Мало кто из осуждавших расстрел Белого дома в последующие годы возвращался в либеральный лагерь. Возможное участие Высоцкого в агитационных турах «за Ельцина» – страшный могильный сон, не имеющий отношения к реальности даже не по политическим, а по гигиеническим соображениям: к эстрадной пошлости он относился с труднообъяснимой преувеличенной брезгливостью – может, предполагал, на какую голубую луну скоро завоет эта золотая рота…

Можно с равной долей вероятности относиться к сюжету «Высоцкий в Голливуде» и «Высоцкий в нечерноземной заброшенной деревне» (купил дом и хозяйствует). Но, воля ваша, невозможно представить сюжет «Высоцкий справляет 60-летний юбилей в Доме приемов „Логоваза“» – опять же, не столько в силу политической, сколько исторической и физиологической, что ли, несовместимости.

А позицию Высоцкого – крепкого еще, трезвого и крутого нравом старика – по Крыму и Донбассу предсказать и вовсе нетрудно.

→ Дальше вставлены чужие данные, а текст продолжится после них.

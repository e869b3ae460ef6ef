use super::*;
use crate::describe::keywords::{Easing, Effect, Timing};

fn features(movements: &[MovementKind]) -> FeatureSet {
    FeatureSet {
        movements: movements.to_vec(),
        ..FeatureSet::default()
    }
}

#[test]
fn every_kind_contributes_within_bounds() {
    for kind in MovementKind::ALL {
        let triples = movement_contributions(kind);
        assert!(!triples.is_empty(), "{kind}");
        assert!(triples.iter().all(|(p, _, _)| *p <= 100));
    }
}

#[test]
fn properties_from_different_movements_coexist() {
    let tl = build_timeline(&[MovementKind::Fade, MovementKind::Rotate]);
    assert_eq!(tl.get(0, "opacity"), Some("0"));
    assert_eq!(tl.get(0, "transform"), Some("rotate(0deg)"));
    assert_eq!(tl.get(100, "opacity"), Some("1"));
    assert_eq!(tl.get(100, "transform"), Some("rotate(360deg)"));
}

#[test]
fn later_movement_wins_on_shared_property() {
    let tl = build_timeline(&[MovementKind::Rotate, MovementKind::Scale]);
    assert_eq!(tl.get(0, "transform"), Some("scale(0.5)"));
    assert_eq!(tl.get(50, "transform"), Some("scale(1.2)"));
    assert_eq!(tl.get(100, "transform"), Some("scale(1)"));

    let css = synthesize(features(&[MovementKind::Rotate, MovementKind::Scale])).css;
    assert!(css.contains("    0% { transform: scale(0.5); }"));
    assert!(!css.contains("rotate(0deg)"));
}

#[test]
fn slide_bounce_fills_intermediate_frames() {
    let tl = build_timeline(&[MovementKind::Slide, MovementKind::Bounce]);
    assert_eq!(
        tl.percentages().collect::<Vec<_>>(),
        vec![0, 20, 40, 60, 80, 100]
    );
}

#[test]
fn name_joins_movements() {
    assert_eq!(animation_name(&[MovementKind::Rotate]), "custom_rotate");
    assert_eq!(
        animation_name(&[MovementKind::Slide, MovementKind::Fade]),
        "custom_slide_fade"
    );
    assert_eq!(animation_name(&[]), "custom_");
}

#[test]
fn shorthand_omits_trailing_space_without_effects() {
    let f = features(&[MovementKind::Fade]);
    assert_eq!(animation_shorthand("custom_fade", &f), "custom_fade 2s ease");

    let f = FeatureSet {
        movements: vec![MovementKind::Fade],
        timing: Timing::Fast,
        easing: Easing::Linear,
        effects: vec![Effect::Infinite, Effect::Alternate],
    };
    assert_eq!(
        animation_shorthand("custom_fade", &f),
        "custom_fade 1s linear infinite alternate"
    );
}

#[test]
fn full_css_for_single_rotation() {
    let f = FeatureSet {
        movements: vec![MovementKind::Rotate],
        timing: Timing::Slow,
        easing: Easing::Ease,
        effects: vec![Effect::Infinite],
    };
    let art = synthesize(f.clone());
    assert_eq!(art.name, "custom_rotate");
    assert_eq!(art.class_name(), "animation-custom_rotate");
    assert_eq!(art.features, f);
    assert_eq!(
        art.css,
        "@keyframes custom_rotate {\n    0% { transform: rotate(0deg); }\n    100% { transform: rotate(360deg); }\n}\n.animation-custom_rotate {\n    animation: custom_rotate 3s ease infinite;\n}"
    );
}

#[test]
fn empty_movements_produce_degenerate_but_valid_css() {
    let art = synthesize(FeatureSet::default());
    assert_eq!(art.name, "custom_");
    assert!(art.css.starts_with("@keyframes custom_ {}\n"));
    assert!(art.css.contains("animation: custom_ 2s ease;"));
    assert!(!art.css.contains('%'));
}

#[test]
fn compile_description_matches_examples() {
    let table = KeywordTable::default();
    let art = compile_description(&table, "慢速旋转，无限循环");
    assert_eq!(art.name, "custom_rotate");
    assert!(art.css.contains("animation: custom_rotate 3s ease infinite;"));

    let art = compile_description(&table, "fast elastic bounce");
    assert_eq!(art.name, "custom_bounce");
    assert!(art.css.contains(
        "animation: custom_bounce 1s cubic-bezier(0.68, -0.55, 0.265, 1.55);"
    ));
}

#[test]
fn compile_is_idempotent() {
    let table = KeywordTable::default();
    let d = "slow elastic bounce with slide-in, infinite";
    let a = compile_description(&table, d);
    let b = compile_description(&table, d);
    assert_eq!(a.name, b.name);
    assert_eq!(a.css, b.css);
    assert_eq!(a.name, "custom_slide_bounce");
}

#[test]
fn no_empty_keyframe_entries() {
    let table = KeywordTable::default();
    let art = compile_description(&table, "scale and pulse and fade");
    assert!(!art.css.contains("{ }"));
    assert!(!art.css.contains("{ ; }"));
}

#[test]
fn artifact_serializes_with_keywords_field() {
    let art = synthesize(features(&[MovementKind::Pulse]));
    let v = serde_json::to_value(&art).unwrap();
    assert_eq!(v["name"], "custom_pulse");
    assert_eq!(v["keywords"]["movement"][0], "pulse");
}

#[test]
fn artifact_json_uses_keywords_field() {
    let artifact = synthesize(features(&[MovementKind::Fade]));
    let json = artifact.to_json_pretty().unwrap();
    let v: serde_json::Value = serde_json::from_str(&json).unwrap();
    assert_eq!(v["name"], "custom_fade");
    assert_eq!(v["keywords"]["movement"][0], "fade");
    assert!(v["css"].as_str().unwrap().starts_with("@keyframes custom_fade {"));
}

В Крыму Высоцкий познакомился с Гагариным и написал один из своих шедевров – «Черные бушлаты», посвященный евпаторийскому десанту – «вежливым людям» Великой Отечественной — «прошли по тылам мы, держась, чтоб не резать их, сонных». Из всех поездок с концертами в Донбасс интереснее всего одна – когда ВВ и Давид Карапетян едут на автомобиле последнего в Гуляй-поле, – поскольку чрезвычайно интересуются Нестором Махно и его движением. Думаю, сражающийся Донбасс, помимо априорной правоты своего дела, привлек бы его вот этим, так и не выветрившимися за век без малого махновским, революционным, вольным духом.